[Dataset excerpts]
:::
//! Benchmark: brute force vs ball tree vs KD tree across metrics and batch sizes
//!
//! Usage: benchmark_strategies [model_dir]
//! Example: benchmark_strategies ./quickdraw-knn
//!
//! With a model directory the stored training set is used; otherwise a
//! seeded synthetic set is generated. Every strategy is checked against
//! brute force before its timing is reported.

use rand::rngs::StdRng;
use rand::{Rng, SeedableRng};
use sketch_knn::{DistanceMetric, IndexStrategy, KnnClassifier, TrainingSet};
use std::env;
use std::time::{Duration, Instant};
use tracing_subscriber::EnvFilter;

const SYNTHETIC_SAMPLES: usize = 2_000;
const SYNTHETIC_DIMS: usize = 30;
const SYNTHETIC_CATEGORIES: usize = 10;
const QUERIES: usize = 500;
const BENCH_RUNS: u32 = 3;

fn synthetic_training(rng: &mut StdRng) -> Result<TrainingSet, Box<dyn std::error::Error>> {
    // one gaussian-ish blob per category
    let centers = ndarray::Array2::from_shape_fn((SYNTHETIC_CATEGORIES, SYNTHETIC_DIMS), |_| {
        rng.gen_range(-5.0..5.0)
    });
    let mut labels = Vec::with_capacity(SYNTHETIC_SAMPLES);
    let mut features = ndarray::Array2::zeros((SYNTHETIC_SAMPLES, SYNTHETIC_DIMS));
    for mut row in features.rows_mut() {
        let category = rng.gen_range(0..SYNTHETIC_CATEGORIES);
        for (value, center) in row.iter_mut().zip(centers.row(category)) {
            *value = center + rng.gen_range(-1.5..1.5);
        }
        labels.push(format!("category_{}", category));
    }
    Ok(TrainingSet::new(features, labels, 5, DistanceMetric::Euclidean)?)
}

fn time_batch(
    knn: &KnnClassifier<'_>,
    queries: ndarray::ArrayView2<'_, f64>,
    metric: DistanceMetric,
    strategy: IndexStrategy,
    batch_size: usize,
) -> Result<(Duration, Vec<String>), Box<dyn std::error::Error>> {
    // Warmup
    let labels = knn.predict_batch(queries, None, metric, strategy, batch_size)?;

    let mut total = Duration::ZERO;
    for _ in 0..BENCH_RUNS {
        let start = Instant::now();
        knn.predict_batch(queries, None, metric, strategy, batch_size)?;
        total += start.elapsed();
    }
    Ok((total / BENCH_RUNS, labels))
}

fn main() -> Result<(), Box<dyn std::error::Error>> {
    tracing_subscriber::fmt()
        .with_env_filter(EnvFilter::try_from_default_env().unwrap_or_else(|_| EnvFilter::new("info")))
        .init();

    let mut rng = StdRng::seed_from_u64(7);
    let training = match env::args().nth(1) {
        Some(dir) => TrainingSet::from_file(std::path::Path::new(&dir).join("knn_model.json"))?,
        None => synthetic_training(&mut rng)?,
    };
    let knn = training.classifier()?;
    let dims = training.features().ncols();

    // queries are jittered training rows so they land near real clusters
    let queries = ndarray::Array2::from_shape_fn((QUERIES, dims), |(row, col)| {
        training.features()[[row % training.len(), col]] + rng.gen_range(-0.5..0.5)
    });

    println!("================================================================================");
    println!(
        "KNN strategy benchmark: {} samples x {} dims, {} categories, {} queries",
        training.len(),
        dims,
        training.categories().len(),
        QUERIES
    );
    println!("================================================================================");
    println!(
        "{:<10} {:<12} {:>6} {:>12} {:>10}",
        "metric", "strategy", "batch", "latency_ms", "agrees"
    );

    for metric in DistanceMetric::ALL {
        let (_, reference) =
            time_batch(&knn, queries.view(), metric, IndexStrategy::BruteForce, QUERIES)?;
        for strategy in IndexStrategy::ALL {
            if !strategy.supports(metric) {
                continue;
            }
            for batch_size in [1, 32, QUERIES] {
                let (latency, labels) = time_batch(&knn, queries.view(), metric, strategy, batch_size)?;
                println!(
                    "{:<10} {:<12} {:>6} {:>12.2} {:>10}",
                    metric.to_string(),
                    strategy.to_string(),
                    batch_size,
                    latency.as_secs_f64() * 1000.0,
                    labels == reference
                );
            }
        }
    }
    Ok(())
}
:::
• _Work instruction_
When you reach the line with "let mut labels" in the records above, start writing out lines exactly, and stop once the line with "near real clusters" has been written; include nothing else.

• _Answer to the problem_
    let mut labels = Vec::with_capacity(SYNTHETIC_SAMPLES);
    let mut features = ndarray::Array2::zeros((SYNTHETIC_SAMPLES, SYNTHETIC_DIMS));
    for mut row in features.rows_mut() {
        let category = rng.gen_range(0..SYNTHETIC_CATEGORIES);
        for (value, center) in row.iter_mut().zip(centers.row(category)) {
            *value = center + rng.gen_range(-1.5..1.5);
        }
        labels.push(format!("category_{}", category));
    }
    Ok(TrainingSet::new(features, labels, 5, DistanceMetric::Euclidean)?)
}

fn time_batch(
    knn: &KnnClassifier<'_>,
    queries: ndarray::ArrayView2<'_, f64>,
    metric: DistanceMetric,
    strategy: IndexStrategy,
    batch_size: usize,
) -> Result<(Duration, Vec<String>), Box<dyn std::error::Error>> {
    // Warmup
    let labels = knn.predict_batch(queries, None, metric, strategy, batch_size)?;

    let mut total = Duration::ZERO;
    for _ in 0..BENCH_RUNS {
        let start = Instant::now();
        knn.predict_batch(queries, None, metric, strategy, batch_size)?;
        total += start.elapsed();
    }
    Ok((total / BENCH_RUNS, labels))
}

fn main() -> Result<(), Box<dyn std::error::Error>> {
    tracing_subscriber::fmt()
        .with_env_filter(EnvFilter::try_from_default_env().unwrap_or_else(|_| EnvFilter::new("info")))
        .init();

    let mut rng = StdRng::seed_from_u64(7);
    let training = match env::args().nth(1) {
        Some(dir) => TrainingSet::from_file(std::path::Path::new(&dir).join("knn_model.json"))?,
        None => synthetic_training(&mut rng)?,
    };
    let knn = training.classifier()?;
    let dims = training.features().ncols();

    // queries are jittered training rows so they land near real clusters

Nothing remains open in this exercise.